With prolonged use of high doses, as well as with simultaneous use of other corticosteroids, symptoms of hypercortisolism may appear.
In this case, the drug should be stopped, gradually reducing its dose.
Drug interactions
The simultaneous use of Tafen® Nasal with inducers of microsomal oxidation (phenobarbital, phenytoin, rifampicin) may reduce the effectiveness of the former.
Methandrostenolone, estrogens, and ketoconazole enhance the effect of budesonide.
Storage conditions and periods
The drug should be stored out of the reach of children at a temperature not exceeding 25°C. Shelf life – 2 years.

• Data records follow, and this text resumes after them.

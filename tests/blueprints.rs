mod common;

use category_db::prelude::*;
use category_db::{EntityError, OpError};
use common::{pos, setup, Health, Position};

#[test]
fn blueprint_entities_share_the_preresolved_category() {
    let (mut world, ids) = setup();
    let soldier = world.register_blueprint("soldier", &[ids.health, ids.position]).unwrap();
    assert_eq!(world.blueprint_id("soldier"), Some(soldier));

    let a = world.create_entity(&EntityCreateInfo::blueprint(soldier).immediate(true)).unwrap();
    let b = world.create_entity(&EntityCreateInfo::blueprint(soldier).immediate(true)).unwrap();

    let category = world.blueprints().blueprint(soldier).unwrap().category;
    assert_eq!(world.entity_mapping(a).unwrap().category, category);
    assert_eq!(world.entity_mapping(b).unwrap().category, category);
    assert_eq!(world.num_instances(category).unwrap(), 2);
    assert_eq!(world.get_value::<Health>(a, ids.health).unwrap(), Health(100));
}

#[test]
fn template_values_override_defaults() {
    let (mut world, ids) = setup();
    let soldier = world.register_blueprint("soldier", &[ids.position, ids.health, ids.frozen]).unwrap();
    let veteran = world
        .register_template(soldier, "veteran", &[(ids.health, bytemuck::bytes_of(&Health(250)))])
        .unwrap();
    let sentry = world
        .register_template(
            soldier,
            "sentry",
            &[(ids.position, bytemuck::bytes_of(&pos(5.0, 0.0, 1.0))), (ids.frozen, &[][..])],
        )
        .unwrap();
    assert_eq!(world.template_id("veteran"), Some(veteran));

    let v = world.create_entity(&EntityCreateInfo::template(veteran).immediate(true)).unwrap();
    let s = world.create_entity(&EntityCreateInfo::template(sentry).immediate(true)).unwrap();

    assert_eq!(world.get_value::<Health>(v, ids.health).unwrap(), Health(250));
    assert_eq!(world.get_value::<Position>(v, ids.position).unwrap(), pos(0.0, 0.0, 0.0));
    assert_eq!(world.get_value::<Health>(s, ids.health).unwrap(), Health(100));
    assert_eq!(world.get_value::<Position>(s, ids.position).unwrap(), pos(5.0, 0.0, 1.0));
    assert!(world.has_component(s, ids.frozen));
}

#[test]
fn deferred_template_entity_gets_values_at_flush() {
    let (mut world, ids) = setup();
    let soldier = world.register_blueprint("soldier", &[ids.health]).unwrap();
    let medic = world
        .register_template(soldier, "medic", &[(ids.health, bytemuck::bytes_of(&Health(60)))])
        .unwrap();

    let entity = world.create_entity(&EntityCreateInfo::template(medic)).unwrap();
    assert!(!world.is_active(entity));
    world.flush_instance_queues().unwrap();
    assert_eq!(world.get_value::<Health>(entity, ids.health).unwrap(), Health(60));
}

#[test]
fn template_values_must_belong_to_the_blueprint() {
    let (mut world, ids) = setup();
    let soldier = world.register_blueprint("soldier", &[ids.health]).unwrap();

    let outside = world
        .register_template(soldier, "bad", &[(ids.position, bytemuck::bytes_of(&pos(0.0, 0.0, 0.0)))])
        .unwrap_err();
    assert_eq!(outside, DbError::Entity(EntityError::NotInBlueprint { blueprint: soldier, component: ids.position }));

    let short = world.register_template(soldier, "bad", &[(ids.health, &[1u8][..])]).unwrap_err();
    assert_eq!(short, DbError::Op(OpError::ValueSize { component: ids.health, expected: 4, actual: 1 }));
    assert_eq!(world.template_id("bad"), None);
}

#[test]
fn names_are_unique() {
    let (mut world, ids) = setup();
    let soldier = world.register_blueprint("soldier", &[ids.health]).unwrap();
    assert!(matches!(
        world.register_blueprint("soldier", &[ids.position]),
        Err(DbError::Entity(EntityError::DuplicateName { kind: "blueprint", .. }))
    ));
    world.register_template(soldier, "medic", &[]).unwrap();
    assert!(matches!(
        world.register_template(soldier, "medic", &[]),
        Err(DbError::Entity(EntityError::DuplicateName { kind: "template", .. }))
    ));
}

#[test]
fn unknown_sources_allocate_nothing() {
    let (mut world, _) = setup();
    assert_eq!(
        world.create_entity(&EntityCreateInfo::blueprint(9)).unwrap_err(),
        DbError::Entity(EntityError::UnknownSource { kind: "blueprint", id: 9 })
    );
    assert_eq!(
        world.create_entity(&EntityCreateInfo::template(4).immediate(true)).unwrap_err(),
        DbError::Entity(EntityError::UnknownSource { kind: "template", id: 4 })
    );
    assert_eq!(world.num_entities(), 0);
    assert_eq!(world.pending_instance_ops(), 0);
}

Conditions for dispensing from pharmacies
The drug is available with a prescription.
Special instructions for the use of the drug Tafen nasal
Be careful when switching from the use of systemic corticosteroids to treatment with Tafen nasal due to the risk of developing adrenal insufficiency. Rapid reduction of the dose of corticosteroids in patients with asthma can provoke a serious deterioration of the disease. Discontinuation of the drug Tafen nasal should be gradual. GCS may mask signs of infection, and new infections may develop during their use. Patients with untreated fungal, bacterial or viral infections (transmitted by airborne droplets) require special attention. Sometimes, to prevent the appearance of pathological symptoms of the organ of vision caused by allergic rhinitis, concomitant treatment may be necessary. With prolonged use of the drug, it is recommended to examine the mucous membrane of the nasal cavity 1-2 times a year to determine the possible development of atrophic rhinitis or pharyngeal candidiasis. In patients with liver cirrhosis or hypothyroidism, the systemic effect of budesonide may be increased. Due to the inhibitory effect of GCS on wound healing, Tafen nasal should be used with caution in patients with recent surgery or trauma to the nasal cavity. Use during pregnancy and breastfeeding is only possible if absolutely necessary. In infants and nursing mothers who have used budesonide, it is necessary to exclude the presence of hypofunction of the adrenal glands. Impact on psychophysical abilities. The drug does not affect the ability to drive vehicles and other machinery.